All articles included in the study were original research articles that sought to retrieve cancer-related terms or concepts in clinical texts. These articles used the NLP technique to retrieve cancer-related concepts.

Exclusion criteria

Articles that used the NLP technique to retrieve concepts related to other diseases were excluded from the study. Studies that used the NLP technique in the field of cancer but used this technique to extract tumor features, such as tumor size, color, and shape, were also excluded. In addition, articles that used the NLP technique to diagnose cancer based on the patient's clinical findings were not included in the study. For example, articles that aimed to diagnose cancer based on the results of biomarker tests and measurements in the patient's body and the symptoms were not eligible for inclusion in the study. Furthermore, all review articles, conferences, and articles that retrieved cancer concepts from animal medical records were also excluded.

Article selection

Articles retrieved from databases were first entered into EndNote version X10. After eliminating duplicate studies, two authors (M.Gh and P.A) independently reviewed the titles and abstracts of the retrieved articles. Figure 1 shows the PRISMA diagram for the inclusion and exclusion of articles in the study. After deleting irrelevant articles, the full text of the related articles was independently reviewed by three authors (S.Hg, M.Gh, and P.A). Disagreements among the reviewers were resolved by consensus in a meeting with another author (L.A).

Fig. 1.

Fig. 1

The PRISMA diagram of study selection

Data collection process

A data extraction form was developed by the researchers. The validity of this form was confirmed by three medical informatics specialists and a health information management specialist. The form included the following headings: Authors, Year of publication, Setting, System, System module, Objective, Cancer type, Outcome, Data standard exchange, Terminological systems, NLP type, and Algorithm.

Results

This study was a systematic review that aimed to review articles that extracted cancer concepts using NLP. In total, 6708 papers were initially retrieved. After removing duplicates, 2503 articles remained for further review. Subsequently, the titles and abstracts of the remaining articles were screened, and inclusion and exclusion criteria were applied. After applying exclusion criteria, a total of 2436 articles were excluded, and 67 studies were deemed relevant. The full texts of these articles were reviewed, and finally, 17 articles were selected, and their information was extracted (Fig. 1).
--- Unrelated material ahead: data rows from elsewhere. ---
//! Editable filter tree
//!
//! The tree the editor mutates: groups of rules, one node per rule or group.
//! Wire shape matches what browser editors persist:
//!
//! ```json
//! [{"type": "group", "subType": "and", "rules": [{"field": "name", "subType": "equals", "value": "x"}]}]
//! ```

use std::fmt;

use indexmap::IndexMap;
use serde::de::Error as _;
use serde::{Deserialize, Deserializer, Serialize, Serializer};
use serde_json::Value as JsonValue;

use crate::date::{DateFormat, RuleDate};

/// Value of the `type` key that marks a group node
const GROUP_TYPE: &str = "group";

/// Boolean rule choices; the index is the encoded value
pub const BOOLEAN_CHOICES: [&str; 2] = ["False", "True"];

/// Boolean combinator of a group
#[derive(Debug, Clone, Copy, Default, PartialEq, Eq, Hash, Deserialize, Serialize)]
#[serde(rename_all = "lowercase")]
pub enum Combinator {
    #[default]
    And,
    Or,
}

impl Combinator {
    /// Clause key in the query wire format
    pub fn key(&self) -> &'static str {
        match self {
            Combinator::And => "and",
            Combinator::Or => "or",
        }
    }
}

/// Range comparator keys
#[derive(Debug, Clone, Copy, PartialEq, Eq, Hash)]
pub enum Comparator {
    Gt,
    Gte,
    Lt,
    Lte,
}

impl Comparator {
    pub fn key(&self) -> &'static str {
        match self {
            Comparator::Gt => "gt",
            Comparator::Gte => "gte",
            Comparator::Lt => "lt",
            Comparator::Lte => "lte",
        }
    }

    pub fn from_key(key: &str) -> Option<Self> {
        match key {
            "gt" => Some(Comparator::Gt),
            "gte" => Some(Comparator::Gte),
            "lt" => Some(Comparator::Lt),
            "lte" => Some(Comparator::Lte),
            _ => None,
        }
    }
}

/// Operator of a rule
///
/// `Other` keeps an unrecognized subtype verbatim so the encoder can
/// report it instead of guessing.
#[derive(Debug, Clone, PartialEq, Eq, Hash, Deserialize, Serialize)]
#[serde(from = "String", into = "String")]
pub enum RuleSubType {
    Equals,
    NotEquals,
    Boolean,
    Exists,
    NotExists,
    Gt,
    Gte,
    Lt,
    Lte,
    Last,
    Next,
    Other(String),
}

impl RuleSubType {
    pub fn as_str(&self) -> &str {
        match self {
            RuleSubType::Equals => "equals",
            RuleSubType::NotEquals => "notEquals",
            RuleSubType::Boolean => "boolean",
            RuleSubType::Exists => "exists",
            RuleSubType::NotExists => "notExists",
            RuleSubType::Gt => "gt",
            RuleSubType::Gte => "gte",
            RuleSubType::Lt => "lt",
            RuleSubType::Lte => "lte",
            RuleSubType::Last => "last",
            RuleSubType::Next => "next",
            RuleSubType::Other(s) => s,
        }
    }

    pub fn comparator(&self) -> Option<Comparator> {
        match self {
            RuleSubType::Gt => Some(Comparator::Gt),
            RuleSubType::Gte => Some(Comparator::Gte),
            RuleSubType::Lt => Some(Comparator::Lt),
            RuleSubType::Lte => Some(Comparator::Lte),
            _ => None,
        }
    }

    /// Whether the editor shows a value or date input for this operator
    pub fn input_needed(&self) -> bool {
        matches!(
            self,
            RuleSubType::Equals
                | RuleSubType::NotEquals
                | RuleSubType::Gt
                | RuleSubType::Gte
                | RuleSubType::Lt
                | RuleSubType::Lte
        )
    }

    /// Whether the editor shows a day-count input for this operator
    pub fn number_needed(&self) -> bool {
        matches!(self, RuleSubType::Last | RuleSubType::Next)
    }

    pub fn is_blank(&self) -> bool {
        matches!(self, RuleSubType::Other(s) if s.trim().is_empty())
    }
}

impl From<&str> for RuleSubType {
    fn from(s: &str) -> Self {
        match s {
            "equals" => RuleSubType::Equals,
            "notEquals" => RuleSubType::NotEquals,
            "boolean" => RuleSubType::Boolean,
            "exists" => RuleSubType::Exists,
            "notExists" => RuleSubType::NotExists,
            "gt" => RuleSubType::Gt,
            "gte" => RuleSubType::Gte,
            "lt" => RuleSubType::Lt,
            "lte" => RuleSubType::Lte,
            "last" => RuleSubType::Last,
            "next" => RuleSubType::Next,
            other => RuleSubType::Other(other.to_string()),
        }
    }
}

impl From<String> for RuleSubType {
    fn from(s: String) -> Self {
        Self::from(s.as_str())
    }
}

impl From<RuleSubType> for String {
    fn from(sub_type: RuleSubType) -> Self {
        match sub_type {
            RuleSubType::Other(s) => s,
            known => known.as_str().to_string(),
        }
    }
}

impl From<Comparator> for RuleSubType {
    fn from(comparator: Comparator) -> Self {
        match comparator {
            Comparator::Gt => RuleSubType::Gt,
            Comparator::Gte => RuleSubType::Gte,
            Comparator::Lt => RuleSubType::Lt,
            Comparator::Lte => RuleSubType::Lte,
        }
    }
}

impl fmt::Display for RuleSubType {
    fn fmt(&self, f: &mut fmt::Formatter<'_>) -> fmt::Result {
        f.write_str(self.as_str())
    }
}

/// Leaf condition
///
/// Every key is optional: `{}` is a rule the user has not configured yet.
#[derive(Debug, Clone, Default, PartialEq, Deserialize, Serialize)]
pub struct FilterRule {
    #[serde(default, skip_serializing_if = "Option::is_none")]
    pub field: Option<String>,
    #[serde(
        rename = "subType",
        default,
        deserialize_with = "blank_as_unset",
        skip_serializing_if = "Option::is_none"
    )]
    pub sub_type: Option<RuleSubType>,
    #[serde(default, skip_serializing_if = "Option::is_none")]
    pub value: Option<JsonValue>,
    /// Checked state per choice of a multi field
    #[serde(default, skip_serializing_if = "Option::is_none")]
    pub values: Option<IndexMap<String, bool>>,
    #[serde(default, skip_serializing_if = "Option::is_none")]
    pub date: Option<RuleDate>,
    /// Token `date` is rendered with; the first offered token until one is picked
    #[serde(rename = "dateFormat", default, skip_serializing_if = "DateFormat::is_default")]
    pub date_format: DateFormat,
}

/// An empty `subType` is the editor's "nothing picked yet"
fn blank_as_unset<'de, D: Deserializer<'de>>(
    deserializer: D,
) -> Result<Option<RuleSubType>, D::Error> {
    let raw = Option::<String>::deserialize(deserializer)?;
    Ok(raw.filter(|s| !s.trim().is_empty()).map(RuleSubType::from))
}

impl FilterRule {
    pub fn new(field: impl Into<String>) -> Self {
        Self {
            field: Some(field.into()),
            ..Self::default()
        }
    }

    pub fn with_sub_type(mut self, sub_type: impl Into<RuleSubType>) -> Self {
        self.sub_type = Some(sub_type.into());
        self
    }

    pub fn with_value(mut self, value: impl Into<JsonValue>) -> Self {
        self.value = Some(value.into());
        self
    }

    pub fn with_date(mut self, date: RuleDate, format: DateFormat) -> Self {
        self.date = Some(date);
        self.date_format = format;
        self
    }

    pub fn with_values<I, S>(mut self, values: I) -> Self
    where
        I: IntoIterator<Item = (S, bool)>,
        S: Into<String>,
    {
        self.values = Some(values.into_iter().map(|(k, v)| (k.into(), v)).collect());
        self
    }

    /// Subtype the user actually picked; a blank one counts as unset
    pub fn chosen_sub_type(&self) -> Option<&RuleSubType> {
        self.sub_type.as_ref().filter(|s| !s.is_blank())
    }

    pub fn input_needed(&self) -> bool {
        self.chosen_sub_type().is_some_and(RuleSubType::input_needed)
    }

    pub fn number_needed(&self) -> bool {
        self.chosen_sub_type().is_some_and(RuleSubType::number_needed)
    }
}

/// Boolean aggregation of child nodes; children keep display order
#[derive(Debug, Clone, Default, PartialEq)]
pub struct FilterGroup {
    pub combinator: Combinator,
    pub children: Vec<FilterNode>,
}

impl FilterGroup {
    pub fn new(combinator: Combinator) -> Self {
        Self {
            combinator,
            children: Vec::new(),
        }
    }

    pub fn with_children(combinator: Combinator, children: Vec<FilterNode>) -> Self {
        Self {
            combinator,
            children,
        }
    }

    pub fn add_rule(&mut self) {
        add_rule(&mut self.children);
    }

    pub fn add_group(&mut self) {
        add_group(&mut self.children);
    }

    pub fn remove_child(&mut self, idx: usize) -> Option<FilterNode> {
        remove_child(&mut self.children, idx)
    }
}

/// One node of the filter tree
#[derive(Debug, Clone, PartialEq)]
pub enum FilterNode {
    Group(FilterGroup),
    Rule(FilterRule),
}

impl FilterNode {
    pub fn is_group(&self) -> bool {
        matches!(self, FilterNode::Group(_))
    }
}

impl Default for FilterNode {
    fn default() -> Self {
        FilterNode::Rule(FilterRule::default())
    }
}

impl From<FilterRule> for FilterNode {
    fn from(rule: FilterRule) -> Self {
        FilterNode::Rule(rule)
    }
}

impl From<FilterGroup> for FilterNode {
    fn from(group: FilterGroup) -> Self {
        FilterNode::Group(group)
    }
}

#[derive(Serialize)]
struct GroupWireRef<'a> {
    #[serde(rename = "type")]
    kind: &'static str,
    #[serde(rename = "subType")]
    combinator: Combinator,
    rules: &'a [FilterNode],
}

#[derive(Deserialize)]
struct GroupWire {
    #[serde(rename = "subType", default)]
    combinator: Combinator,
    #[serde(default)]
    rules: Vec<FilterNode>,
}

impl Serialize for FilterNode {
    fn serialize<S: Serializer>(&self, serializer: S) -> Result<S::Ok, S::Error> {
        match self {
            FilterNode::Group(group) => GroupWireRef {
                kind: GROUP_TYPE,
                combinator: group.combinator,
                rules: &group.children,
            }
            .serialize(serializer),
            FilterNode::Rule(rule) => rule.serialize(serializer),
        }
    }
}

impl<'de> Deserialize<'de> for FilterNode {
    fn deserialize<D: Deserializer<'de>>(deserializer: D) -> Result<Self, D::Error> {
        let value = JsonValue::deserialize(deserializer)?;
        let is_group = value.get("type").and_then(JsonValue::as_str) == Some(GROUP_TYPE);
        if is_group {
            let wire: GroupWire = serde_json::from_value(value).map_err(D::Error::custom)?;
            Ok(FilterNode::Group(FilterGroup::with_children(
                wire.combinator,
                wire.rules,
            )))
        } else {
            serde_json::from_value(value)
                .map(FilterNode::Rule)
                .map_err(D::Error::custom)
        }
    }
}

/// Top-level list of filter nodes owned by an editor
#[derive(Debug, Clone, Default, PartialEq, Deserialize, Serialize)]
#[serde(transparent)]
pub struct FilterTree {
    nodes: Vec<FilterNode>,
}

impl FilterTree {
    pub fn new() -> Self {
        Self::default()
    }

    pub fn nodes(&self) -> &[FilterNode] {
        &self.nodes
    }

    pub fn into_nodes(self) -> Vec<FilterNode> {
        self.nodes
    }

    pub fn len(&self) -> usize {
        self.nodes.len()
    }

    pub fn is_empty(&self) -> bool {
        self.nodes.is_empty()
    }

    pub fn push(&mut self, node: impl Into<FilterNode>) {
        self.nodes.push(node.into());
    }

    pub fn add_rule(&mut self) {
        add_rule(&mut self.nodes);
    }

    pub fn add_group(&mut self) {
        add_group(&mut self.nodes);
    }

    pub fn remove_child(&mut self, idx: usize) -> Option<FilterNode> {
        remove_child(&mut self.nodes, idx)
    }

    /// Nested group addressed by child indices from the root
    ///
    /// Returns None when the path is empty, out of range, or crosses a rule.
    pub fn group_at_mut(&mut self, path: &[usize]) -> Option<&mut FilterGroup> {
        let (first, rest) = path.split_first()?;
        let mut group = match self.nodes.get_mut(*first)? {
            FilterNode::Group(group) => group,
            FilterNode::Rule(_) => return None,
        };
        for idx in rest {
            group = match group.children.get_mut(*idx)? {
                FilterNode::Group(child) => child,
                FilterNode::Rule(_) => return None,
            };
        }
        Some(group)
    }

    /// Children list at `path`; the empty path is the root list
    pub fn children_at_mut(&mut self, path: &[usize]) -> Option<&mut Vec<FilterNode>> {
        if path.is_empty() {
            return Some(&mut self.nodes);
        }
        self.group_at_mut(path).map(|group| &mut group.children)
    }
}

impl From<Vec<FilterNode>> for FilterTree {
    fn from(nodes: Vec<FilterNode>) -> Self {
        Self { nodes }
    }
}

fn add_rule(children: &mut Vec<FilterNode>) {
    children.push(FilterNode::Rule(FilterRule::default()));
}

fn add_group(children: &mut Vec<FilterNode>) {
    children.push(FilterNode::Group(FilterGroup::new(Combinator::And)));
}

fn remove_child(children: &mut Vec<FilterNode>, idx: usize) -> Option<FilterNode> {
    (idx < children.len()).then(|| children.remove(idx))
}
General characteristics of the included articles

The publication dates of the retrieved articles were between 2012 and 2021 (Fig. 2). Most articles were published between 2016 and 2020. Out of 17 articles included in the present study, 10 were conducted in non-academic settings (n = 10, 58%).

Fig. 2.

Fig. 2

General characteristics of included studies: A number of academic and non-academic articles; B number of articles per year; C number of articles per country

Aims of the included articles

The aims of these 17 articles were evaluated after reviewing the full text of the articles (Table 2). The study aims were divided into four general categories: “extraction of cancer concepts” (n = 12), “comparison of the results retrieved by NLP algorithms and manual coding” (n = 3), “comparison of different NLP algorithms in terms of their ability to extract cancer concepts” (n = 1), and “extraction of cancer concepts and coding” (n = 1).

Table 2.

The aims of the included articles

Aim type References
Extraction of cancer concepts [3142]
Comparison of the retrieval results of NLP algorithms with manual coding [4345]
Comparison of different NLP algorithms in terms of their ability to extract cancer concepts [45, 46]
Extraction of cancer concepts and coding [47]
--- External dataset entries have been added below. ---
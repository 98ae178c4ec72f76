// =============================================================================
// Application Identity
// =============================================================================

/// Application name in title case (for display)
pub const APP_NAME: &str = "Elastic Builder";

/// Log target prefix shared by the codec and server crates
pub const APP_NAME_LOWER: &str = "elastic_builder";

/// Unix-style dotfile folder name
pub const APP_DOT_FOLDER: &str = ".elastic-builder";

// =============================================================================
// Configuration Files
// =============================================================================

/// Config file name
pub const CONFIG_FILE_NAME: &str = "elastic-builder.json";

/// Environment variable for config file path
pub const ENV_CONFIG: &str = "ELASTIC_BUILDER_CONFIG";

/// Environment variable for a FieldMap JSON file
pub const ENV_FIELDS: &str = "ELASTIC_BUILDER_FIELDS";

// =============================================================================
// Environment Variables - Debug
// =============================================================================

/// Environment variable for debug mode
pub const ENV_DEBUG: &str = "ELASTIC_BUILDER_DEBUG";

// =============================================================================
// Environment Variables - Server
// =============================================================================

/// Environment variable for server host
pub const ENV_HOST: &str = "ELASTIC_BUILDER_HOST";

/// Environment variable for server port
pub const ENV_PORT: &str = "ELASTIC_BUILDER_PORT";

/// Environment variable for log level/filter
pub const ENV_LOG: &str = "ELASTIC_BUILDER_LOG";

// =============================================================================
// Server Defaults
// =============================================================================

/// Default server host
pub const DEFAULT_HOST: &str = "127.0.0.1";

/// Default server port
pub const DEFAULT_PORT: u16 = 5390;

/// Default request body limit: 1MB
pub const DEFAULT_BODY_LIMIT: usize = 1024 * 1024;

// =============================================================================
// Request Limits
// =============================================================================

/// Maximum top-level clauses in a decode request
pub const MAX_QUERY_CLAUSES: u64 = 1_000;

/// Maximum top-level nodes in an encode request
pub const MAX_FILTER_NODES: u64 = 1_000;

/// Highest nesting level the styles endpoint answers for
pub const MAX_STYLE_LEVEL: usize = 64;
Specific characteristics of the included articles

System, Module and Database characteristics of the included articles are shown in Table 3.

Table 3.

System, module, and database characteristics of the included articles

Author System Module Database
Hammami et al. [36] Pathology reports Oracle Data Warehouse of Fondazione IRCCS “Institute nazionale dei tumori” (Istituto Nazionale dei Tumori)
Ryu et al. [37] EHR Pathology reports
Oliveira et al. [41] Cervical and anal pathology reports Clinical pathology laboratory information system
Becker et al. [48] EHR Clinical note
Wang et al. [40] Mayo clinic EHR Clinical notes and pathology reports
Kumar et al. [33] Pathology reports The Dartmouth-
Hitchcock Medical Center (DHMC)
Wadia et al. [43] Radiology reports (Ct) Clinical text analysis
Chest CT reports
Bustos et al. [38] Public registry Free dataset
Faina Linkov et al.[47] UPMC registry
Sada et al. [34] Liver pathology reports, abdominal CT, and abdominal MRI reports Veterans Affairs administrative data
Nguyen et al. [44]
Hoogendoorna et al. [45] Primary care dataset originating from a network of general practitioners (GPs) centered around the Utrecht University Medical Center
Löpprich et al. [39] Clinical report Multiple myeloma research database
Mehrabi et al. [32] Indiana University (IU) dataset
Mayo Clinic dataset
Sippo et al. [42] EMR Breast imaging reports
Segagni et al. [31] HIS and biobank FSM pathology unit hospital biobank FSM pathology unit database
Strauss et al. [46] EMR Pathology report

The Algorithm performance characteristics of the included articles are shown in Table 3. -: Indicates that the information are not reported in the included studies

System

The data analyzed in the included articles were extracted from various resources such as databases, registers, and health information systems. Data from multiple databases were examined in 10 out of the 17 articles included in the present study. In two of these 10 articles, more than one database was used. In three articles, electronic health record (EHR) data were examined. In these articles, clinical notes, pathology reports, and surgery reports were analyzed. In two articles, the data were retrieved from the electronic medical records (EMR) system, and the reports analyzed in these systems were breast imaging and pathology reports. In one article, the cancer registry, the Surveillance, Epidemiology, and End Results (SEER) registry data, pathology reports, and radiology reports were examined.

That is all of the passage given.